Центр на эту комбинацию, кажется, пойдет охотно.

В Москве с 23-го все время идет снег.

Да!

Спасибо тебе за (неразборчиво. Что-то «артистическое». – Ю. С.), его мать! Были мы на концерте, и Эйзен спал, храпя на весь зал.

Ну, желаю всего лучшего – еби, пока нас нет. И смотри, имей меня в виду на заграничные вещи.

Привет. Гр. Александров.


М. ШТРАУХ – Г. АЛЕКСАНДРОВУ

баку, 19.XII.26 г., вторник

9 часов вечера

Обнародовать во время обеда между вторым и компотом. Читать с большим подъемом[28].

«ДОРОГИЕ МУГАНЦЫ!

Уезжая завтра из столицы Азербайджана, я не в силах смолчать и дрожащей рукой пишу вам под звуки оркестра, который доносится из “Зверинца”.

Сначала о дороге. Я никогда не забуду этой быстрой захватывающей езды! Я не сомневаюсь, что кони, на которых мы ехали, участвовали на Дерби и на бегах еще в 1881 году. Выехав, как известно, из (неразб.), я прибыл в Аджикабуме уже в 4 часа утра. Ах, как мы летели! Ну, об этом я не буду говорить. Точка!
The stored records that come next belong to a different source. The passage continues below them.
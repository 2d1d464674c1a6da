//! HybridFeatureExtractor - query feature extraction with fallbacks
//!
//! ```text
//! code ─▶ CpgGenerator ─▶ GraphParser ─▶ GraphFeatureExtractor
//!   │          (any failure)
//!   └────────────────────▶ text strategy ─▶ LexicalStrategy
//!                          (runtime failure)
//! ```

use std::time::Duration;
use tracing::{debug, warn};

use crate::features::feature_extraction::domain::{ExtractedFeatures, StrategyKind};
use crate::features::feature_extraction::infrastructure::{
    GraphFeatureExtractor, LexicalStrategy, SyntaxTreeStrategy,
};
use crate::features::feature_extraction::ports::{CpgGenerator, FeatureExtractionStrategy};
use crate::features::graph_parsing::{GraphParser, PropertyGraph};

const DEFAULT_CPG_TIMEOUT: Duration = Duration::from_secs(30);

/// Picks the best available extraction path for a code fragment
pub struct HybridFeatureExtractor {
    graph: GraphFeatureExtractor,
    text: Box<dyn FeatureExtractionStrategy>,
    fallback: LexicalStrategy,
    cpg_timeout: Duration,
}

impl std::fmt::Debug for HybridFeatureExtractor {
    fn fmt(&self, f: &mut std::fmt::Formatter<'_>) -> std::fmt::Result {
        f.debug_struct("HybridFeatureExtractor")
            .field("text_strategy", &self.text.kind())
            .field("cpg_timeout", &self.cpg_timeout)
            .finish()
    }
}

impl HybridFeatureExtractor {
    /// Select the text strategy by capability: the syntax-tree strategy when
    /// the C grammar loads, the lexical strategy otherwise.
    pub fn new() -> Self {
        let text: Box<dyn FeatureExtractionStrategy> = match SyntaxTreeStrategy::new() {
            Ok(strategy) => Box::new(strategy),
            Err(e) => {
                warn!(error = %e, "syntax tree strategy unavailable, using lexical strategy");
                Box::new(LexicalStrategy::new())
            }
        };
        Self::with_text_strategy(text)
    }

    /// Use a specific text strategy
    pub fn with_text_strategy(text: Box<dyn FeatureExtractionStrategy>) -> Self {
        Self {
            graph: GraphFeatureExtractor::new(),
            text,
            fallback: LexicalStrategy::new(),
            cpg_timeout: DEFAULT_CPG_TIMEOUT,
        }
    }

    pub fn with_cpg_timeout(mut self, timeout: Duration) -> Self {
        self.cpg_timeout = timeout;
        self
    }

    pub fn text_strategy(&self) -> StrategyKind {
        self.text.kind()
    }

    /// Features of a parsed graph
    pub fn extract_graph(&self, graph: &PropertyGraph) -> ExtractedFeatures {
        self.graph.extract(graph)
    }

    /// Features from source text; never fails
    pub fn extract_text(&self, code: &str) -> ExtractedFeatures {
        match self.text.extract(code) {
            Ok(features) => features,
            Err(e) => {
                warn!(
                    strategy = %self.text.kind(),
                    error = %e,
                    "text strategy failed, using lexical strategy"
                );
                self.fallback.extract_text(code)
            }
        }
    }

    /// Query features: CPG → graph features when a generator is given,
    /// text features on any failure or an empty graph.
    pub fn extract_query(&self, code: &str, generator: Option<&dyn CpgGenerator>) -> ExtractedFeatures {
        if let Some(generator) = generator {
            match self.graph_features(code, generator) {
                Some(features) => return features,
                None => debug!("falling back to text features"),
            }
        }
        self.extract_text(code)
    }

    fn graph_features(&self, code: &str, generator: &dyn CpgGenerator) -> Option<ExtractedFeatures> {
        let document = match generator.generate(code, self.cpg_timeout) {
            Ok(document) => document,
            Err(e) => {
                warn!(error = %e, "CPG generation failed");
                return None;
            }
        };

        let mut parser = GraphParser::new();
        if !parser.parse(document) {
            return None;
        }
        let graph = parser.graph()?;
        if graph.is_empty() {
            warn!("generated CPG has no vertices");
            return None;
        }
        Some(self.graph.extract(graph))
    }
}

impl Default for HybridFeatureExtractor {
    fn default() -> Self {
        Self::new()
    }
}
В дороге мы питались прекрасно. Помимо нравственного удовлетворения от одной мысли о том, что у нас на столе в тот день были гуси, я на стоянках щипал растущий по пути хлопок и жевал его. Кстати о хлопке:

Как не взять его себе на память о Мугани! В Агрибаде я набил полные карманы нерасцветшими коробочками, и, о чудо! В Аджикабуме хлопок в моих брюках распустился пышным цветом от стоявшей в карманах жары.

Но об этом я тоже не буду говорить, точка!

Так мы проехали Александровку и Зубовку. В Александровке мне крестьяне жаловались, что на хлопкоочистительных заводах их обвешивают. Я их внимательно выслушал и обещал в Центре (ну, во ВЦИКе, что ли) поставить об этом вопрос. А Зубовка? Там чуть не погибла моя молодая жизнь в волнах Куры. Ибо когда я переходил пешком с вещами мост, меня хотел подстрелить часовой, приняв за контрабандиста. На паром мы, конечно, опоздали, и, бросив нашу кибитку, наняли другую подводу. Но и об этом я тоже не буду говорить, точка!

И верно! Это все пустяки и неважно. Важно другое!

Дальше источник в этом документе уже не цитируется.